Rz. 140
Art. 2 Abs. 1 AEUV bestimmt, dass die Gemeinschaft nur innerhalb der ihr in dem Vertrag zugewiesenen Befugnisse und gesetzten Ziele tätig werden kann. Dieses Prinzip der begrenzten Einzelermächtigung schließt eine umfassende Harmonisierung des Rechts der Mitgliedstaaten grds. aus. Allerdings zeigt sich in der Praxis, dass der Gegenstand der Ermächtigungsgrundlage gerne großzügig ausgelegt wird. Die Grundlage für den Erlass von Richtlinien zur Angleichung des Gesellschaftsrechts ergibt sich aus Art. 50 Abs. 2 Buchst. g) AEUV.
Rz. 141
Der Bereich der "Schutzbestimmungen" i.S.v. Art. 50 Abs. 2 Buchst. g) AEUV wird weit gegriffen. In den Schutzbereich dieser Bestimmungen fallen nicht nur die Gesellschafter und die Gläubiger, sondern darüber hinaus alle anderen Personen. Hieraus folgert der EuGH, dass damit praktisch das gesamte Gesellschaftsrecht umfasst ist. Da die Vorschrift auch die Schaffung einheitlicher Rahmenbedingungen in der EU bezweckt, ist gleichzeitig jede einheitliche Maßnahme der EU erforderlich und das Eingreifen des Subsidiaritätsprinzips ausgeschlossen: Eine nationale Maßnahme könnte nämlich die Erreichung dieses Zieles nicht bewirken.
Rz. 142
Art. 50 AEUV ermächtigt zum Erlass von Richtlinien. Eine solche Maßnahme ist gem. Art. 288 Abs. 3 AEUV für jeden Mitgliedstaat, an den sie gerichtet wird, hinsichtlich des zu erreichenden Ziels verbindlich. Sie überlässt jedoch den innerstaatlichen Stellen die Wahl der Form und der Mittel, mit denen diese das Ziel erreichen wollen. So hat der Mitgliedstaat etwa die Wahl, ob er die Richtlinienbestimmungen als isolierten Einzelakt in Form eines Gesetzes oder einer Verordnung erlässt oder ob er diesen der Einheitlichkeit und Systematik des Gesetzesrechts wegen in die bestehenden Gesetzbücher einarbeitet.

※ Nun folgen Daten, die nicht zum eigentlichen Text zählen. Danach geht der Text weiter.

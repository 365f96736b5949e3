//! Command-line arguments.

use std::path::PathBuf;

use clap::{Parser, ValueEnum};
use smartpdf_rag::{RagConfig, RagError};

/// Chat completion backend.
#[derive(Clone, Copy, Debug, PartialEq, Eq, ValueEnum)]
pub enum LlmBackend {
    /// Groq (`GROQ_API_KEY`)
    Groq,
    /// OpenAI (`OPENAI_API_KEY`)
    Openai,
}

/// Embedding backend.
#[derive(Clone, Copy, Debug, PartialEq, Eq, ValueEnum)]
pub enum EmbeddingBackend {
    /// Local hashed bag-of-words vectors; no network access
    Hash,
    /// OpenAI embeddings API (`OPENAI_API_KEY`)
    Openai,
}

/// Ask questions about PDF documents.
#[derive(Debug, Parser)]
#[command(name = "smartpdf")]
#[command(about = "Upload PDF documents and ask questions about their content", long_about = None)]
#[command(version)]
pub struct Cli {
    /// Documents to upload as one batch (.pdf, .txt, .md)
    #[arg(value_name = "FILES", required = true)]
    pub files: Vec<PathBuf>,

    /// Ask one question and exit instead of starting the interactive prompt
    #[arg(long, short = 'q', value_name = "QUESTION")]
    pub question: Option<String>,

    /// Maximum characters per chunk
    #[arg(long, value_name = "CHARS", default_value_t = 800)]
    pub chunk_size: usize,

    /// Characters shared between consecutive chunks
    #[arg(long, value_name = "CHARS", default_value_t = 150)]
    pub chunk_overlap: usize,

    /// Chunks this short or shorter are discarded before indexing
    #[arg(long, value_name = "CHARS", default_value_t = 50)]
    pub min_chunk_chars: usize,

    /// Number of chunks retrieved per question
    #[arg(long, value_name = "COUNT", default_value_t = 4)]
    pub top_k: usize,

    /// Maximum number of files in one upload batch
    #[arg(long, value_name = "COUNT", default_value_t = 3)]
    pub max_files: usize,

    /// Chat completion backend
    #[arg(long, value_name = "BACKEND", default_value = "groq")]
    pub llm: LlmBackend,

    /// Embedding backend
    #[arg(long, value_name = "BACKEND", default_value = "hash")]
    pub embeddings: EmbeddingBackend,

    /// Chat model name (defaults to the backend's preset)
    #[arg(long, value_name = "MODEL")]
    pub model: Option<String>,

    /// Embedding model name for `--embeddings openai`
    #[arg(long, value_name = "MODEL")]
    pub embedding_model: Option<String>,

    /// Base URL of an OpenAI-compatible server for the chat backend
    #[arg(long, value_name = "URL")]
    pub base_url: Option<String>,

    #[arg(long, env = "GROQ_API_KEY", hide_env_values = true)]
    pub groq_api_key: Option<String>,

    #[arg(long, env = "OPENAI_API_KEY", hide_env_values = true)]
    pub openai_api_key: Option<String>,

    /// Emit logs as JSON
    #[arg(long)]
    pub json_logs: bool,

    /// Print how long each pipeline stage took
    #[arg(long)]
    pub timings: bool,
}

impl Cli {
    /// The session configuration implied by the flags.
    pub fn rag_config(&self) -> Result<RagConfig, RagError> {
        RagConfig::builder()
            .chunk_size(self.chunk_size)
            .chunk_overlap(self.chunk_overlap)
            .min_chunk_chars(self.min_chunk_chars)
            .top_k(self.top_k)
            .max_batch_documents(self.max_files)
            .build()
    }
}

Insoweit ist der Richtlinieninhalt also für die Beteiligten nicht unmittelbar geltendes Recht, sondern bedarf zuvor der Umsetzung durch den nationalen Gesetzgeber. Hierfür sieht die Richtlinie regelmäßig eine bestimmte Frist vor.
Hinweis
Dennoch kann eine nicht fristgerecht umgesetzte Richtlinie in zweifacher Hinsicht direkte Wirkungen für den Bürger entfalten: Zunächst kann er gegen den säumigen Staat einen gemeinschaftsrechtlichen Staatshaftungsanspruch geltend machen, wenn er einen Schaden erlitten hat, der bei fristgerechter Umsetzung vermieden worden wäre. Zum anderen darf sich der säumige und damit vertragswidrig handelnde Staat seinen Bürgern ggü. nicht auf die fehlende Umsetzung berufen, sondern muss sich so behandeln lassen, als wenn die Umsetzung fristgerecht erfolgt wäre. Eine unmittelbare Drittwirkung im Verhältnis von Privatleuten untereinander gibt es nicht, da sich jeder auf das aktuelle Recht verlassen darf.